奥義と解説
エイラドの魔力収束を見て、ソフィアも呼応するように前傾姿勢となる。
彼の奥義は見た目からすると、剣を介した攻撃かな? ゲームに存在していた創奥義は技が発展したものと魔法が発展したものの二種に大きく分かれる。彼の場合は前者だろう。剣に魔力を注いでいることから考えると、斬撃などに特殊な効果を乗せたものとかだろうか?
――ソフィアも俺と同じような結論を出したか、エイラドの攻撃を自身の技で相殺しよう前に出た。
俺はエイラドがどんな技を使うのかしっかりと観察すべく注意を向けた――次の瞬間だった、
突如、エイラドの刀身に存在していた魔力が、刃から離れた。
「え?」
ソフィアが呟いた矢先、それが彼の頭上まで昇り、ソフィアの上から狙いを定め――まるで東洋竜が人間を喰おうとするような動きを見せ、迫る。
頭上からの攻撃はさすがに予想外だったか、ソフィアは即座に退いた。だが竜は追尾し彼女を食らおうとする。
迫る竜にソフィアは少なからず慌てた様子だったが……やがて体勢を立て直すと、剣を薙いだ。刀身に存在する『スピリットワールド』の力により、攻撃を弾き飛ばそうというわけだ。

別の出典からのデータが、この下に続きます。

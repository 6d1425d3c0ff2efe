//! Invoice figure derivation
//!
//! Pure functions composing the money primitives: line totals, invoice
//! aggregates, change, global discounts, margins and payment splits.
//! No side effects, no I/O.

mod calculator;

pub use calculator::*;

#[cfg(test)]
mod tests;
//! Server-side invoice validation

use rust_decimal::Decimal;
use shared::models::{ApprovedInvoice, InvoiceDraft, MismatchWarning, SanitizedItem};
use shared::{AppError, ErrorCode};
use uuid::Uuid;

use crate::money::{MONEY_TOLERANCE, MoneyContext, percentage, require_valid_amount};
use crate::pricing::calculate_invoice_totals;

/// Two-tier tolerance thresholds for client/server total comparison
///
/// Deployment policy, not a universal constant: the minimal currency unit
/// and acceptable drift percentage differ per installation. A difference
/// is rejected only when it exceeds both thresholds; a tolerated nonzero
/// difference is surfaced as a [`MismatchWarning`].
#[derive(Debug, Clone, Copy, PartialEq, Eq)]
pub struct TolerancePolicy {
    /// Absolute threshold, one minimal currency unit by default (0.01)
    pub absolute: Decimal,
    /// Relative threshold as a percentage of the server-computed value
    pub relative_percent: Decimal,
}

impl Default for TolerancePolicy {
    fn default() -> Self {
        Self {
            absolute: MONEY_TOLERANCE,
            relative_percent: Decimal::ONE,
        }
    }
}

/// Validate a client-submitted invoice and compute authoritative figures
///
/// Recomputes every total from the submitted line items (price and
/// quantity only); the client's subtotal/discount/total are never trusted,
/// only compared against. On success the returned figures are the
/// server's, with a sanitized item list and any tolerated mismatch
/// warnings for the caller to record.
///
/// `has_open_shift` must come from persistence under an atomic
/// check-then-act guarantee (one open shift per operator, transactional
/// invoice creation). That serialization is a hard requirement of the
/// persistence layer, not an optimization; this function only enforces
/// the precondition it is handed.
pub fn validate_invoice(
    draft: &InvoiceDraft,
    has_open_shift: bool,
    policy: &TolerancePolicy,
    ctx: &MoneyContext,
) -> Result<ApprovedInvoice, AppError> {
    // Structural preconditions
    if draft.items.is_empty() {
        return Err(AppError::new(ErrorCode::InvoiceEmpty));
    }
    if draft.payments.is_empty() {
        return Err(AppError::new(ErrorCode::PaymentsEmpty));
    }
    if !has_open_shift {
        return Err(AppError::shift_not_open());
    }

    // Every monetary field must fit the persistence range before any
    // arithmetic touches it
    for (idx, item) in draft.items.iter().enumerate() {
        require_valid_amount(item.unit_price, &format!("items[{}].unit_price", idx))?;
        require_valid_amount(item.quantity, &format!("items[{}].quantity", idx))?;
        if item.quantity <= Decimal::ZERO {
            return Err(AppError::invalid_quantity(
                format!("items[{}].quantity", idx),
                item.quantity,
            ));
        }
        require_percent(item.discount_percent, || {
            format!("items[{}].discount_percent", idx)
        })?;
        require_percent(item.tax_rate, || format!("items[{}].tax_rate", idx))?;
    }

    require_valid_amount(draft.subtotal, "subtotal")?;
    require_valid_amount(draft.discount, "discount")?;
    require_valid_amount(draft.total, "total")?;

    for (idx, payment) in draft.payments.iter().enumerate() {
        require_valid_amount(payment.amount, &format!("payments[{}].amount", idx))?;
        if payment.amount <= Decimal::ZERO {
            return Err(AppError::new(ErrorCode::PaymentInvalidAmount)
                .with_detail("field", format!("payments[{}].amount", idx))
                .with_detail("value", payment.amount.to_string()));
        }
    }

    // Independent recomputation from server-trusted inputs only
    let totals = calculate_invoice_totals(&draft.items, ctx);

    let mut warnings = Vec::new();
    check_total_field("subtotal", draft.subtotal, totals.subtotal, policy, &mut warnings)?;
    check_total_field("total", draft.total, totals.total, policy, &mut warnings)?;

    // Payment reconciliation is strictly absolute: it governs literal
    // cash handed over, so no relative allowance applies
    let payments_total: Decimal = draft.payments.iter().map(|p| p.amount).sum();
    let payment_diff = (payments_total - totals.total).abs();
    if payment_diff > policy.absolute {
        tracing::warn!(
            payments_total = %payments_total,
            invoice_total = %totals.total,
            difference = %payment_diff,
            "payments do not reconcile with invoice total"
        );
        return Err(AppError::new(ErrorCode::PaymentMismatch)
            .with_detail("payments_total", payments_total.to_string())
            .with_detail("invoice_total", totals.total.to_string())
            .with_detail("difference", payment_diff.to_string()));
    }

    Ok(ApprovedInvoice {
        subtotal: totals.subtotal,
        discount: totals.discount,
        tax: totals.tax,
        total: totals.total,
        items: draft.items.iter().map(sanitize_item).collect(),
        warnings,
    })
}

fn require_percent(
    value: Option<Decimal>,
    field: impl Fn() -> String,
) -> Result<(), AppError> {
    if let Some(v) = value {
        if !(Decimal::ZERO..=Decimal::ONE_HUNDRED).contains(&v) {
            return Err(AppError::invalid_percentage(field(), v));
        }
    }
    Ok(())
}

/// Two-tier comparison of one client figure against the server's
///
/// Rejection requires the difference to exceed both the absolute and the
/// relative threshold; any tolerated nonzero difference is recorded as a
/// warning. The hard-mismatch error carries the full comparison in its
/// details but a caller-facing message that does not reveal the
/// thresholds.
fn check_total_field(
    field: &str,
    client: Decimal,
    server: Decimal,
    policy: &TolerancePolicy,
    warnings: &mut Vec<MismatchWarning>,
) -> Result<(), AppError> {
    let difference = (client - server).abs();
    if difference.is_zero() {
        return Ok(());
    }

    let within_absolute = difference <= policy.absolute;
    let within_relative = difference <= percentage(server.abs(), policy.relative_percent);

    if !within_absolute && !within_relative {
        tracing::error!(
            field,
            client = %client,
            server = %server,
            difference = %difference,
            "client/server totals disagree beyond tolerance"
        );
        return Err(AppError::new(ErrorCode::TotalsMismatch)
            .with_detail("field", field)
            .with_detail("client_value", client.to_string())
            .with_detail("server_value", server.to_string())
            .with_detail("difference", difference.to_string()));
    }

    tracing::warn!(
        field,
        client = %client,
        server = %server,
        difference = %difference,
        "client totals drift within tolerance"
    );
    warnings.push(MismatchWarning {
        field: field.to_string(),
        client_value: client,
        server_value: server,
        difference,
    });
    Ok(())
}

/// Keep only the fields the server trusts; a product reference survives
/// only when it is a well-formed record id, otherwise it is nulled so
/// persistence re-resolves it
fn sanitize_item(item: &shared::models::LineItemInput) -> SanitizedItem {
    SanitizedItem {
        product_id: item
            .product_id
            .as_deref()
            .and_then(|id| Uuid::parse_str(id).ok()),
        unit_price: item.unit_price,
        quantity: item.quantity,
    }
}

その目論見は――成功。剣を叩き込まれた竜は、一気に消えることとなった。
「……危なかったですね」
ソフィアは言う。唐突な攻撃に、彼女も戸惑った様子だった。
「剣士だからといって、剣を振れば発動すると限らないわけだ」
解説するエイラド……ここで、アナスタシアが笑いながら話す。
「お前、解説のために剣を交わしたのだ、と言うつもりか?」
「無論実力は見ていたさ。だが、彼女の実力ならば申し分ないと判断し、色々と伝えたまで」
……なんか上手く逃げられたような気がするな。けど、勉強になったのは事実。
「で、もう一人の方だが……」
「言っておくが、ルオン殿は彼女の十倍は強いぞ」
「十倍どころではないと思いますよ」
ソフィアがすかさずフォローする。その言葉に俺は頭をかく。
「……エイラドさん、やる?」
「いや、よそう。恥をかくだけのような気がする」
苦笑を交え語る彼は、剣を鞘にしまうとさらに続けた。
「戦いながら説明したが、創奥義は話題に上る精鋭の騎士や、ネフメイザの護衛をする人間は使えるはずだ。先ほど精鋭の騎士などについては情報があまりないと言っていたな? もし私がネフメイザの立場ならば、相手の裏をかくような切り札を所持させ、対抗するだろう」
「確かに、ルオン殿達の能力をつぶさに把握しているとなれば、創奥義についても手を打ってくる可能性は高いのう」
アナスタシアが同調。俺はそれに頷き、
「心構えをしておくべき、というわけだな」
「そうだ。さきほどの戦いも、頭上から押し寄せる段階で剣を用い弾き返していれば、俺に迫るチャンスもあったはずだ」
まあ振り返ってみれば、奇襲同然の攻撃にソフィアの判断が遅れた結果、後退に繋がった。あらかじめ創奥義の特性がわかっていた――あるいは心構えができていれば、対処できたかもしれない。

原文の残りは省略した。